## Instructions for the task
Once you reach the line holding "dispatch!(self, s => s.booking(id))", write out that line and every later one exactly, ending with the last line of the data; write nothing else.

======

fn check_distinct_trips(items: &[ItemRequest]) -> Result<(), EngineError> {
    let mut seen = HashSet::new();
    for item in items {
        if !seen.insert(item.trip_id) {
            return Err(EngineError::InvalidRequest(format!(
                "trip {} appears in more than one item",
                item.trip_id
            )));
        }
    }
    Ok(())
}

impl<S: LedgerStore> BookingEngine<S> {
    /// Fails when another booking already holds a ticket on any of `seats`.
    pub(crate) async fn ensure_seats_free(
        &self,
        trip_id: TripId,
        seats: &[SeatId],
        owner: BookingId,
    ) -> Result<(), EngineError> {
        for other in self.store().bookings_on_trip(trip_id).await? {
            if other.id == owner {
                continue;
            }
            let Some(item) = other.item(&trip_id) else { continue };
            if let Some(taken) = seats.iter().find(|s| item.ticket(s).is_some()) {
                return Err(EngineError::SeatOccupied {
                    trip_id,
                    seat_id: *taken,
                });
            }
        }
        Ok(())
    }

    pub async fn create_booking(&self, request: BookingRequest) -> Result<BookingOutcome, EngineError> {
        request.validate()?;
        if request.items.is_empty() {
            return Err(EngineError::InvalidRequest("a booking needs at least one item".into()));
        }
        check_distinct_trips(&request.items)?;

        let status = request.status.unwrap_or(TicketStatus::Booking);
        let mut booking = Booking::new(request.passenger.clone());
        let mut trips = TripSet::default();
        let mut diff = Vec::new();

        for item_request in &request.items {
            let mut trip = self.load_trip(item_request.trip_id).await?;
            let item = build_item(&trip, item_request, Some(status), status, None)?;
            let seats: Vec<SeatId> = item.seat_ids().collect();
            self.ensure_seats_free(trip.id, &seats, booking.id).await?;

            for ticket in &item.tickets {
                apply_ticket_state(&mut trip, &ticket.seat_id, Some(ticket.status))?;
            }
            diff.push(seat_diff(trip.id, None, Some(&item)));
            booking.items.push(item);
            trips.insert(trip);
        }
        booking.recompute_totals();

        let payment = if status == TicketStatus::Hold {
            None
        } else {
            let requested = match request.payment {
                Some(totals) => totals,
                None if status == TicketStatus::Payment => PaidTotals::cash(booking.total_price),
                None => PaidTotals::default(),
            };
            snapshot_delta(booking.id, PaidTotals::default(), requested, self.epsilon)
        };

        let mut changes = Changeset::new();
        changes.record(
            AuditEntry::new(
                AuditAction::BookingCreated,
                format!(
                    "Created booking for {} with {} seat(s), total {}",
                    booking.passenger.name, booking.total_tickets, booking.total_price
                ),
                json!({ "status": status, "seats": diff, "payment": payment }),
            )
            .for_booking(booking.id),
        );
        if let Some(payment) = payment.clone() {
            changes.append_payment(payment);
        }
        changes.put_booking(booking.clone());
        trips.stage(&mut changes);

        let committed = self.store().commit(changes).await?;
        info!(
            booking_id = %booking.id,
            tickets = booking.total_tickets,
            total = booking.total_price,
            "Booking created"
        );

        Ok(BookingOutcome {
            booking: committed.booking(&booking.id).cloned().unwrap_or(booking),
            updated_trips: committed.trips,
            payment,
            diff,
        })
    }

    /// Replaces the booking's whole item set.
    ///
    /// All previously held seats are released first, then the new ticket set is
    /// built the same way `create_booking` does and stamped onto the seat maps.
    pub async fn update_booking(
        &self,
        booking_id: BookingId,
        request: BookingRequest,
    ) -> Result<BookingOutcome, EngineError> {
        request.validate()?;
        check_distinct_trips(&request.items)?;

        let mut booking = self.load_booking(booking_id).await?;
        let old_paid = paid_totals(&self.store().payments_for(booking_id).await?);
        let status = request
            .status
            .unwrap_or_else(|| match derive_booking_status(&booking, old_paid.total()) {
                BookingStatus::Payment => TicketStatus::Payment,
                BookingStatus::Hold => TicketStatus::Hold,
                BookingStatus::Booking | BookingStatus::Cancelled => TicketStatus::Booking,
            });
        let old_items = std::mem::take(&mut booking.items);
        let mut trips = TripSet::default();

        for old in &old_items {
            match self.store().trip(old.trip_id).await? {
                Some(trip) => trips.insert(trip),
                None => warn!(booking_id = %booking_id, trip_id = %old.trip_id, "Booking references a missing trip"),
            }
        }
        for item_request in &request.items {
            if !trips.contains(&item_request.trip_id) {
                let trip = self.load_trip(item_request.trip_id).await?;
                trips.insert(trip);
            }
        }

        for old in &old_items {
            let Some(trip) = trips.get_mut(&old.trip_id) else { continue };
            for seat_id in old.seat_ids() {
                if release_seat(trip, &seat_id).is_err() {
                    warn!(trip_id = %old.trip_id, seat_id = %seat_id, "Released seat no longer exists on trip");
                }
            }
        }

        let mut new_items = Vec::with_capacity(request.items.len());
        for item_request in &request.items {
            let previous = old_items.iter().find(|i| i.trip_id == item_request.trip_id);
            let trip = trips
                .get(&item_request.trip_id)
                .ok_or(EngineError::TripNotFound(item_request.trip_id))?;
            let item = build_item(trip, item_request, request.status, status, previous)?;
            let seats: Vec<SeatId> = item.seat_ids().collect();
            self.ensure_seats_free(item.trip_id, &seats, booking_id).await?;
            new_items.push(item);
        }

        for item in &new_items {
            if let Some(trip) = trips.get_mut(&item.trip_id) {
                for ticket in &item.tickets {
                    apply_ticket_state(trip, &ticket.seat_id, Some(ticket.status))?;
                }
            }
        }

        let mut touched: Vec<TripId> = old_items.iter().map(|i| i.trip_id).collect();
        touched.extend(new_items.iter().map(|i| i.trip_id).filter(|id| !old_items.iter().any(|o| &o.trip_id == id)));
        let diff: Vec<SeatDiff> = touched
            .iter()
            .map(|trip_id| {
                seat_diff(
                    *trip_id,
                    old_items.iter().find(|i| &i.trip_id == trip_id),
                    new_items.iter().find(|i| &i.trip_id == trip_id),
                )
            })
            .collect();

        let old_total = booking.total_price;
        booking.items = new_items;
        booking.passenger = request.passenger.clone();
        booking.recompute_totals();
        booking.touch();

        let payment = if status == TicketStatus::Hold {
            None
        } else {
            let requested = match request.payment {
                Some(totals) => totals,
                None if request.status == Some(TicketStatus::Payment) => PaidTotals {
                    cash: booking.total_price - old_paid.transfer,
                    transfer: old_paid.transfer,
                },
                None => old_paid,
            };
            snapshot_delta(booking_id, old_paid, requested, self.epsilon)
        };

        let mut changes = Changeset::new();
        changes.record(
            AuditEntry::new(
                AuditAction::BookingUpdated,
                format!(
                    "Updated booking: {} seat(s), total {} -> {}",
                    booking.total_tickets, old_total, booking.total_price
                ),
                json!({ "status": status, "seats": diff, "payment": payment }),
            )
            .for_booking(booking_id),
        );
        if let Some(payment) = payment.clone() {
            changes.append_payment(payment);
        }
        changes.put_booking(booking.clone());
        trips.stage(&mut changes);

        let committed = self.store().commit(changes).await?;
        info!(
            booking_id = %booking_id,
            tickets = booking.total_tickets,
            total = booking.total_price,
            "Booking updated"
        );

        Ok(BookingOutcome {
            booking: committed.booking(&booking_id).cloned().unwrap_or(booking),
            updated_trips: committed.trips,
            payment,
            diff,
        })
    }

    /// Cancels a booking outright: seats released, ledger rows purged, booking removed.
    pub async fn delete_booking(&self, booking_id: BookingId) -> Result<DeleteOutcome, EngineError> {
        let booking = self.load_booking(booking_id).await?;
        let mut trips = TripSet::default();

        for item in &booking.items {
            let mut trip = match self.store().trip(item.trip_id).await? {
                Some(trip) => trip,
                None => {
                    warn!(booking_id = %booking_id, trip_id = %item.trip_id, "Skipping seats of a missing trip");
                    continue;
                }
            };
            for seat_id in item.seat_ids() {
                if release_seat(&mut trip, &seat_id).is_err() {
                    warn!(trip_id = %trip.id, seat_id = %seat_id, "Released seat no longer exists on trip");
                }
            }
            trips.insert(trip);
        }

        let payments = self.store().payments_for(booking_id).await?;
        let mut changes = Changeset::new();
        for payment in &payments {
            changes.delete_payment(payment.id);
        }
        let released: Vec<SeatDiff> = booking.items.iter().map(|i| seat_diff(i.trip_id, Some(i), None)).collect();
        changes.record(
            AuditEntry::new(
                AuditAction::BookingDeleted,
                format!(
                    "Deleted booking of {}: {} seat(s) released, {} payment(s) removed",
                    booking.passenger.name,
                    booking.ticket_count(),
                    payments.len()
                ),
                json!({ "seats": released, "total_paid": total_paid(&payments) }),
            )
            .for_booking(booking_id),
        );
        changes.delete_booking(booking.clone());
        trips.stage(&mut changes);

        let committed = self.store().commit(changes).await?;
        info!(booking_id = %booking_id, payments = payments.len(), "Booking deleted");

        Ok(DeleteOutcome {
            trips: committed.trips,
            booking,
            deleted_payments: payments.len(),
        })
    }

    pub async fn get_booking(&self, booking_id: BookingId) -> Result<BookingView, EngineError> {
        let booking = self.load_booking(booking_id).await?;
        let payments = self.store().payments_for(booking_id).await?;
        let paid = total_paid(&payments);
        Ok(BookingView {
            status: derive_booking_status(&booking, paid),
            total_paid: paid,
            booking,
            payments,
        })
    }

    /// Appends an operator-approved offsetting entry, the manual fix for a
    /// ledger mismatch reported by payment cleanup.
    pub async fn record_adjustment(
        &self,
        booking_id: BookingId,
        request: AdjustmentRequest,
    ) -> Result<Payment, EngineError> {
        request.validate()?;
        if request.cash.abs() <= self.epsilon && request.transfer.abs() <= self.epsilon {
            return Err(EngineError::InvalidRequest("adjustment amount is zero".into()));
        }
        let booking = self.load_booking(booking_id).await?;

        let payment = Payment::new(booking.id, request.cash, request.transfer, TransactionType::Incremental)
            .with_note(format!("manual adjustment: {}", request.note));

        let mut changes = Changeset::new();
        changes.append_payment(payment.clone());
        changes.record(
            AuditEntry::new(
                AuditAction::PaymentAdjusted,
                format!("Manual ledger adjustment of {}", payment.total_amount()),
                json!({ "payment": payment }),
            )
            .for_booking(booking.id),
        );
        self.store().commit(changes).await?;
        info!(booking_id = %booking_id, amount = payment.total_amount(), "Ledger adjustment recorded");

        Ok(payment)
    }

    pub async fn audit_log(&self, booking_id: Option<BookingId>) -> Result<Vec<AuditEntry>, EngineError> {
        Ok(self.store().audit_log(booking_id).await?)
    }
}
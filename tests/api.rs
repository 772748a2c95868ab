//! HTTP surface over the in-memory backend.
//!
//! Run with: `cargo test --test api`

#![allow(clippy::unwrap_used)]
#![allow(clippy::expect_used)]

mod common;

use axum::body::Body;
use axum::http::{Method, Request, StatusCode};
use axum::Router;
use serde_json::{json, Value};
use tower::ServiceExt;

use seat_ledger::config::Config;
use seat_ledger::controllers;
use seat_ledger::store::{InMemoryStore, StoreBackend};
use seat_ledger::AppState;

fn app() -> Router {
    let state = AppState::with_store(StoreBackend::Memory(InMemoryStore::new()), Config::in_memory());
    Router::new().nest("/api", controllers::routes()).with_state(state)
}

async fn call(app: &Router, method: Method, uri: &str, body: Option<Value>) -> (StatusCode, Value) {
    let builder = Request::builder().method(method).uri(uri);
    let request = match body {
        Some(body) => builder
            .header("content-type", "application/json")
            .body(Body::from(body.to_string()))
            .unwrap(),
        None => builder.body(Body::empty()).unwrap(),
    };
    let response = app.clone().oneshot(request).await.unwrap();
    let status = response.status();
    let bytes = axum::body::to_bytes(response.into_body(), usize::MAX).await.unwrap();
    let value = if bytes.is_empty() {
        Value::Null
    } else {
        serde_json::from_slice(&bytes).unwrap()
    };
    (status, value)
}

async fn new_trip(app: &Router) -> String {
    let layout = serde_json::to_value(common::sleeper_layout()).unwrap();
    let (status, trip) = call(
        app,
        Method::POST,
        "/api/trips",
        Some(json!({
            "route": "Hanoi - Sapa",
            "departure_date": "2025-03-14",
            "license_plate": "29B-123.45",
            "layout": layout,
        })),
    )
    .await;
    assert_eq!(status, StatusCode::CREATED);
    trip["id"].as_str().unwrap().to_string()
}

#[tokio::test]
async fn paid_booking_round_trip() {
    let app = app();
    let trip_id = new_trip(&app).await;

    let (status, created) = call(
        &app,
        Method::POST,
        "/api/bookings",
        Some(json!({
            "items": [{
                "trip_id": trip_id,
                "tickets": [
                    { "seat_id": "F1-R1-C1", "price": 100.0 },
                    { "seat_id": "F1-R1-C2", "price": 200.0 }
                ]
            }],
            "passenger": { "name": "Nguyen Van An", "phone": "0912345678" },
            "status": "payment"
        })),
    )
    .await;
    assert_eq!(status, StatusCode::CREATED);
    assert_eq!(created["booking"]["total_price"], json!(300.0));
    let booking_id = created["booking"]["id"].as_str().unwrap().to_string();

    let (status, view) = call(&app, Method::GET, &format!("/api/bookings/{booking_id}"), None).await;
    assert_eq!(status, StatusCode::OK);
    assert_eq!(view["status"], json!("payment"));
    assert_eq!(view["total_paid"], json!(300.0));

    let (_, trip) = call(&app, Method::GET, &format!("/api/trips/{trip_id}"), None).await;
    let sold = trip["seats"]
        .as_array()
        .unwrap()
        .iter()
        .filter(|s| s["status"] == json!("sold"))
        .count();
    assert_eq!(sold, 2);

    let (status, refunded) = call(
        &app,
        Method::PATCH,
        &format!("/api/bookings/{booking_id}/tickets"),
        Some(json!({ "trip_id": trip_id, "seat_id": "F1-R1-C2", "action": "REFUND" })),
    )
    .await;
    assert_eq!(status, StatusCode::OK);
    assert_eq!(refunded["payment"]["cash_amount"], json!(-200.0));
    assert_eq!(refunded["booking"]["total_tickets"], json!(1));

    let (status, audit) = call(&app, Method::GET, &format!("/api/bookings/{booking_id}/audit"), None).await;
    assert_eq!(status, StatusCode::OK);
    assert_eq!(audit.as_array().unwrap().len(), 2);
}

#[tokio::test]
async fn errors_map_to_status_codes() {
    let app = app();
    let trip_id = new_trip(&app).await;

    let (status, body) = call(
        &app,
        Method::POST,
        "/api/bookings",
        Some(json!({
            "items": [{ "trip_id": trip_id, "seat_ids": ["F1-R1-C1"] }],
            "passenger": { "name": "Le Thi Hoa" },
            "status": "payment"
        })),
    )
    .await;
    assert_eq!(status, StatusCode::BAD_REQUEST);
    assert_eq!(body["error"]["code"], json!("MISSING_TICKET_DETAIL"));

    let missing = uuid::Uuid::new_v4();
    let (status, body) = call(&app, Method::GET, &format!("/api/bookings/{missing}"), None).await;
    assert_eq!(status, StatusCode::NOT_FOUND);
    assert_eq!(body["error"]["code"], json!("BOOKING_NOT_FOUND"));

    let other_trip = new_trip(&app).await;
    let (status, body) = call(
        &app,
        Method::POST,
        "/api/seats/swap",
        Some(json!({
            "from": { "trip_id": trip_id, "seat_id": "F1-R1-C1" },
            "to": { "trip_id": other_trip, "seat_id": "F1-R1-C1" }
        })),
    )
    .await;
    assert_eq!(status, StatusCode::UNPROCESSABLE_ENTITY);
    assert_eq!(body["error"]["code"], json!("CROSS_TRIP_SWAP"));

    let (status, _) = call(
        &app,
        Method::PATCH,
        &format!("/api/trips/{trip_id}/seats/not-a-seat/label"),
        Some(json!({ "label": "VIP" })),
    )
    .await;
    assert_eq!(status, StatusCode::BAD_REQUEST);
}

#[tokio::test]
async fn maintenance_endpoints_return_reports() {
    let app = app();
    new_trip(&app).await;

    let (status, seats) = call(&app, Method::POST, "/api/maintenance/seat-sync", None).await;
    assert_eq!(status, StatusCode::OK);
    assert_eq!(seats["conflict_count"], json!(0));

    let (status, payments) = call(&app, Method::POST, "/api/maintenance/payment-cleanup", None).await;
    assert_eq!(status, StatusCode::OK);
    assert_eq!(payments["deleted_count"], json!(0));

    let (status, audit) = call(&app, Method::GET, "/api/audit", None).await;
    assert_eq!(status, StatusCode::OK);
    assert_eq!(audit.as_array().unwrap().len(), 1);
}
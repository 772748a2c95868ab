//! Persistence for the three data surfaces: trip seat maps, bookings and the
//! payment ledger (plus the audit trail).
//!
//! Every operation reads the documents it needs, computes the new state in
//! memory and hands the result to [`LedgerStore::commit`] as one
//! [`Changeset`]. A commit is all-or-nothing: either every trip, booking,
//! payment and audit row in it lands, or none does. Trips and bookings carry a
//! `version`; a commit whose documents were modified since they were read is
//! refused with [`StoreError::VersionConflict`].

use std::future::Future;
use thiserror::Error;

use crate::models::{AuditEntry, Booking, BookingId, Payment, PaymentId, Trip, TripId};

pub mod memory;
pub mod postgres;

pub use memory::InMemoryStore;
pub use postgres::PgStore;

#[derive(Debug, Error)]
pub enum StoreError {
    #[error("database error: {0}")]
    Database(#[from] sqlx::Error),

    #[error("failed to decode stored document: {0}")]
    Decode(String),

    #[error("{entity} {id} was modified concurrently")]
    VersionConflict { entity: &'static str, id: String },
}

impl From<serde_json::Error> for StoreError {
    fn from(err: serde_json::Error) -> Self {
        StoreError::Decode(err.to_string())
    }
}

pub type StoreResult<T> = Result<T, StoreError>;

/// Everything one logical operation writes.
#[derive(Debug, Default, Clone)]
pub struct Changeset {
    pub trips: Vec<Trip>,
    pub bookings: Vec<Booking>,
    pub deleted_bookings: Vec<Booking>,
    pub payments: Vec<Payment>,
    pub deleted_payments: Vec<PaymentId>,
    pub audit: Vec<AuditEntry>,
}

impl Changeset {
    pub fn new() -> Self {
        Self::default()
    }

    /// Adds or replaces a trip in the set.
    pub fn put_trip(&mut self, trip: Trip) {
        match self.trips.iter_mut().find(|t| t.id == trip.id) {
            Some(slot) => *slot = trip,
            None => self.trips.push(trip),
        }
    }

    pub fn put_booking(&mut self, booking: Booking) {
        match self.bookings.iter_mut().find(|b| b.id == booking.id) {
            Some(slot) => *slot = booking,
            None => self.bookings.push(booking),
        }
    }

    pub fn delete_booking(&mut self, booking: Booking) {
        self.bookings.retain(|b| b.id != booking.id);
        self.deleted_bookings.push(booking);
    }

    pub fn append_payment(&mut self, payment: Payment) {
        self.payments.push(payment);
    }

    pub fn delete_payment(&mut self, id: PaymentId) {
        if !self.deleted_payments.contains(&id) {
            self.deleted_payments.push(id);
        }
    }

    pub fn record(&mut self, entry: AuditEntry) {
        self.audit.push(entry);
    }

    pub fn is_empty(&self) -> bool {
        self.trips.is_empty()
            && self.bookings.is_empty()
            && self.deleted_bookings.is_empty()
            && self.payments.is_empty()
            && self.deleted_payments.is_empty()
            && self.audit.is_empty()
    }
}

/// Documents as they were persisted, with their new versions.
#[derive(Debug, Default, Clone)]
pub struct Committed {
    pub trips: Vec<Trip>,
    pub bookings: Vec<Booking>,
    pub payments: Vec<Payment>,
}

impl Committed {
    pub fn booking(&self, id: &BookingId) -> Option<&Booking> {
        self.bookings.iter().find(|b| &b.id == id)
    }
}

pub trait LedgerStore: Clone + Send + Sync + 'static {
    fn trip(&self, id: TripId) -> impl Future<Output = StoreResult<Option<Trip>>> + Send;

    fn trips(&self) -> impl Future<Output = StoreResult<Vec<Trip>>> + Send;

    fn booking(&self, id: BookingId) -> impl Future<Output = StoreResult<Option<Booking>>> + Send;

    /// All bookings, oldest first.
    fn bookings(&self) -> impl Future<Output = StoreResult<Vec<Booking>>> + Send;

    /// Bookings holding an item for the given trip.
    fn bookings_on_trip(&self, trip_id: TripId) -> impl Future<Output = StoreResult<Vec<Booking>>> + Send;

    fn payments_for(&self, booking_id: BookingId) -> impl Future<Output = StoreResult<Vec<Payment>>> + Send;

    /// Whole ledger in append order.
    fn payments(&self) -> impl Future<Output = StoreResult<Vec<Payment>>> + Send;

    fn audit_log(&self, booking_id: Option<BookingId>) -> impl Future<Output = StoreResult<Vec<AuditEntry>>> + Send;

    fn commit(&self, changes: Changeset) -> impl Future<Output = StoreResult<Committed>> + Send;
}

/// Backend picked at startup from `STORAGE_BACKEND`.
#[derive(Clone)]
pub enum StoreBackend {
    Postgres(PgStore),
    Memory(InMemoryStore),
}

macro_rules! dispatch {
    ($self:ident, $store:ident => $call:expr) => {
        match $self {
            StoreBackend::Postgres($store) => $call.await,
            StoreBackend::Memory($store) => $call.await,
        }
    };
}

impl LedgerStore for StoreBackend {
    async fn trip(&self, id: TripId) -> StoreResult<Option<Trip>> {
        dispatch!(self, s => s.trip(id))
    }

    async fn trips(&self) -> StoreResult<Vec<Trip>> {
        dispatch!(self, s => s.trips())
    }

    async fn booking(&self, id: BookingId) -> StoreResult<Option<Booking>> {
        dispatch!(self, s => s.booking(id))
    }

    async fn bookings(&self) -> StoreResult<Vec<Booking>> {
        dispatch!(self, s => s.bookings())
    }

    async fn bookings_on_trip(&self, trip_id: TripId) -> StoreResult<Vec<Booking>> {
        dispatch!(self, s => s.bookings_on_trip(trip_id))
    }

    async fn payments_for(&self, booking_id: BookingId) -> StoreResult<Vec<Payment>> {
        dispatch!(self, s => s.payments_for(booking_id))
    }

    async fn payments(&self) -> StoreResult<Vec<Payment>> {
        dispatch!(self, s => s.payments())
    }

    async fn audit_log(&self, booking_id: Option<BookingId>) -> StoreResult<Vec<AuditEntry>> {
        dispatch!(self, s => s.audit_log(booking_id))
    }

    async fn commit(&self, changes: Changeset) -> StoreResult<Committed> {
        dispatch!(self, s => s.commit(changes))
    }
}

======

## Result for this task
        dispatch!(self, s => s.booking(id))
    }

    async fn bookings(&self) -> StoreResult<Vec<Booking>> {
        dispatch!(self, s => s.bookings())
    }

    async fn bookings_on_trip(&self, trip_id: TripId) -> StoreResult<Vec<Booking>> {
        dispatch!(self, s => s.bookings_on_trip(trip_id))
    }

    async fn payments_for(&self, booking_id: BookingId) -> StoreResult<Vec<Payment>> {
        dispatch!(self, s => s.payments_for(booking_id))
    }

    async fn payments(&self) -> StoreResult<Vec<Payment>> {
        dispatch!(self, s => s.payments())
    }

    async fn audit_log(&self, booking_id: Option<BookingId>) -> StoreResult<Vec<AuditEntry>> {
        dispatch!(self, s => s.audit_log(booking_id))
    }

    async fn commit(&self, changes: Changeset) -> StoreResult<Committed> {
        dispatch!(self, s => s.commit(changes))
    }
}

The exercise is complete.